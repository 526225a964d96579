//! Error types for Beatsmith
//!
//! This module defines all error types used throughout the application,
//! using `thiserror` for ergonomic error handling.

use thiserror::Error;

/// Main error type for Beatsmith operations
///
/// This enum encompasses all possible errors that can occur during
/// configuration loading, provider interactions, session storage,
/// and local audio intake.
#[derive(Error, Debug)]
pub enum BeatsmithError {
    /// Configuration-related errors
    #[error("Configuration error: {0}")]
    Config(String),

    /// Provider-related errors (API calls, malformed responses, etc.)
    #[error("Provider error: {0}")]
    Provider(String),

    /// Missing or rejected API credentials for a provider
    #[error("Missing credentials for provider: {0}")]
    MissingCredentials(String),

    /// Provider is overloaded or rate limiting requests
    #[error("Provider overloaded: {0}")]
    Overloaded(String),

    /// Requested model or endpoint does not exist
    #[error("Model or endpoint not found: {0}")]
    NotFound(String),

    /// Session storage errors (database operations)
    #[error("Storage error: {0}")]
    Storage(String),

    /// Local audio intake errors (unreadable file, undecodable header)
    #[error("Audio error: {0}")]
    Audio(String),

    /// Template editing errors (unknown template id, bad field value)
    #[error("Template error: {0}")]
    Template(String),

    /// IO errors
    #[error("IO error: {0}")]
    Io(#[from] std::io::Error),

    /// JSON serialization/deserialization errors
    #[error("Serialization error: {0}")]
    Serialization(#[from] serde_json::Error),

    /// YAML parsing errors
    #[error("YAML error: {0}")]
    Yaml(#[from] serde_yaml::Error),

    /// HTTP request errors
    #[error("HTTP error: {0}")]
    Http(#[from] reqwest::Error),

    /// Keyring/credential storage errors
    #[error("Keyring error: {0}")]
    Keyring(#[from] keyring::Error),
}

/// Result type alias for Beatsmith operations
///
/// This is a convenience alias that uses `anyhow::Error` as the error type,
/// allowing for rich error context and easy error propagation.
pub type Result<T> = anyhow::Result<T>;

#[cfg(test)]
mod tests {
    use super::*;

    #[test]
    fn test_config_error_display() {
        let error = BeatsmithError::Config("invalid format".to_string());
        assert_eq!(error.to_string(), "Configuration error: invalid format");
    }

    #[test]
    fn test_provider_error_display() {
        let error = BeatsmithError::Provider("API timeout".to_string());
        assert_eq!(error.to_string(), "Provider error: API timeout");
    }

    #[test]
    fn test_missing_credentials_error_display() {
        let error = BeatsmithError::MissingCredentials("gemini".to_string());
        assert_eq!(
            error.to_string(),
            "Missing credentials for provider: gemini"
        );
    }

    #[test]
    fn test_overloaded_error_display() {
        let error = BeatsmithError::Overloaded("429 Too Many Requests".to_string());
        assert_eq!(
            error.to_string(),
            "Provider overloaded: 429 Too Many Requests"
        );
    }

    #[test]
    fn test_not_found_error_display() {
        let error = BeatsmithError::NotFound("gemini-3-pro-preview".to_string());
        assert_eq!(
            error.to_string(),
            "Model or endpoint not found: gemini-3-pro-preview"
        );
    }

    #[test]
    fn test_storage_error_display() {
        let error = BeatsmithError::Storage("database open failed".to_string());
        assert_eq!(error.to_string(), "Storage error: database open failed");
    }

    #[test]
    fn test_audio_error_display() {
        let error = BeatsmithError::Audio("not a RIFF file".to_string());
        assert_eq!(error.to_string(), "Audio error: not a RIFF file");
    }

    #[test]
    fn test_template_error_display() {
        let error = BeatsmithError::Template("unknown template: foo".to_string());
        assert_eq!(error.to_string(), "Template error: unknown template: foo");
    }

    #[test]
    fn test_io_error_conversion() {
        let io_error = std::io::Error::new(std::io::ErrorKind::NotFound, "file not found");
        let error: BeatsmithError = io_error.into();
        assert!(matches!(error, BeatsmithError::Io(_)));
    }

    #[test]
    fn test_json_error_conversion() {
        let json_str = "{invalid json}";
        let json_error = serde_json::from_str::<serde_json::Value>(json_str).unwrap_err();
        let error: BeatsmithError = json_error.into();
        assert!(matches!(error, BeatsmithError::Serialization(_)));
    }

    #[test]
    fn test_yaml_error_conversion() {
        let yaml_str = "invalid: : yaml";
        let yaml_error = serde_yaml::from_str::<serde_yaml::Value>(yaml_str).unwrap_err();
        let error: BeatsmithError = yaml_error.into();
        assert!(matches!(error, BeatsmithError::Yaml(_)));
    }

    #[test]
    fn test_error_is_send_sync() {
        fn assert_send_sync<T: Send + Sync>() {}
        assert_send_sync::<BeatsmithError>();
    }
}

# # # # # # #

**INSTRUCTIONS FOR THE TASK**
Please print the material again in full, exactly as it is.

**EXERCISE OUTPUT**
repository 526225a964d96579
//! Error types for Beatsmith
//!
//! This module defines all error types used throughout the application,
//! using `thiserror` for ergonomic error handling.

use thiserror::Error;

/// Main error type for Beatsmith operations
///
/// This enum encompasses all possible errors that can occur during
/// configuration loading, provider interactions, session storage,
/// and local audio intake.
#[derive(Error, Debug)]
pub enum BeatsmithError {
    /// Configuration-related errors
    #[error("Configuration error: {0}")]
    Config(String),

    /// Provider-related errors (API calls, malformed responses, etc.)
    #[error("Provider error: {0}")]
    Provider(String),

    /// Missing or rejected API credentials for a provider
    #[error("Missing credentials for provider: {0}")]
    MissingCredentials(String),

    /// Provider is overloaded or rate limiting requests
    #[error("Provider overloaded: {0}")]
    Overloaded(String),

    /// Requested model or endpoint does not exist
    #[error("Model or endpoint not found: {0}")]
    NotFound(String),

    /// Session storage errors (database operations)
    #[error("Storage error: {0}")]
    Storage(String),

    /// Local audio intake errors (unreadable file, undecodable header)
    #[error("Audio error: {0}")]
    Audio(String),

    /// Template editing errors (unknown template id, bad field value)
    #[error("Template error: {0}")]
    Template(String),

    /// IO errors
    #[error("IO error: {0}")]
    Io(#[from] std::io::Error),

    /// JSON serialization/deserialization errors
    #[error("Serialization error: {0}")]
    Serialization(#[from] serde_json::Error),

    /// YAML parsing errors
    #[error("YAML error: {0}")]
    Yaml(#[from] serde_yaml::Error),

    /// HTTP request errors
    #[error("HTTP error: {0}")]
    Http(#[from] reqwest::Error),

    /// Keyring/credential storage errors
    #[error("Keyring error: {0}")]
    Keyring(#[from] keyring::Error),
}

/// Result type alias for Beatsmith operations
///
/// This is a convenience alias that uses `anyhow::Error` as the error type,
/// allowing for rich error context and easy error propagation.
pub type Result<T> = anyhow::Result<T>;

#[cfg(test)]
mod tests {
    use super::*;

    #[test]
    fn test_config_error_display() {
        let error = BeatsmithError::Config("invalid format".to_string());
        assert_eq!(error.to_string(), "Configuration error: invalid format");
    }

    #[test]
    fn test_provider_error_display() {
        let error = BeatsmithError::Provider("API timeout".to_string());
        assert_eq!(error.to_string(), "Provider error: API timeout");
    }

    #[test]
    fn test_missing_credentials_error_display() {
        let error = BeatsmithError::MissingCredentials("gemini".to_string());
        assert_eq!(
            error.to_string(),
            "Missing credentials for provider: gemini"
        );
    }

    #[test]
    fn test_overloaded_error_display() {
        let error = BeatsmithError::Overloaded("429 Too Many Requests".to_string());
        assert_eq!(
            error.to_string(),
            "Provider overloaded: 429 Too Many Requests"
        );
    }

    #[test]
    fn test_not_found_error_display() {
        let error = BeatsmithError::NotFound("gemini-3-pro-preview".to_string());
        assert_eq!(
            error.to_string(),
            "Model or endpoint not found: gemini-3-pro-preview"
        );
    }

    #[test]
    fn test_storage_error_display() {
        let error = BeatsmithError::Storage("database open failed".to_string());
        assert_eq!(error.to_string(), "Storage error: database open failed");
    }

    #[test]
    fn test_audio_error_display() {
        let error = BeatsmithError::Audio("not a RIFF file".to_string());
        assert_eq!(error.to_string(), "Audio error: not a RIFF file");
    }

    #[test]
    fn test_template_error_display() {
        let error = BeatsmithError::Template("unknown template: foo".to_string());
        assert_eq!(error.to_string(), "Template error: unknown template: foo");
    }

    #[test]
    fn test_io_error_conversion() {
        let io_error = std::io::Error::new(std::io::ErrorKind::NotFound, "file not found");
        let error: BeatsmithError = io_error.into();
        assert!(matches!(error, BeatsmithError::Io(_)));
    }

    #[test]
    fn test_json_error_conversion() {
        let json_str = "{invalid json}";
        let json_error = serde_json::from_str::<serde_json::Value>(json_str).unwrap_err();
        let error: BeatsmithError = json_error.into();
        assert!(matches!(error, BeatsmithError::Serialization(_)));
    }

    #[test]
    fn test_yaml_error_conversion() {
        let yaml_str = "invalid: : yaml";
        let yaml_error = serde_yaml::from_str::<serde_yaml::Value>(yaml_str).unwrap_err();
        let error: BeatsmithError = yaml_error.into();
        assert!(matches!(error, BeatsmithError::Yaml(_)));
    }

    #[test]
    fn test_error_is_send_sync() {
        fn assert_send_sync<T: Send + Sync>() {}
        assert_send_sync::<BeatsmithError>();
    }
}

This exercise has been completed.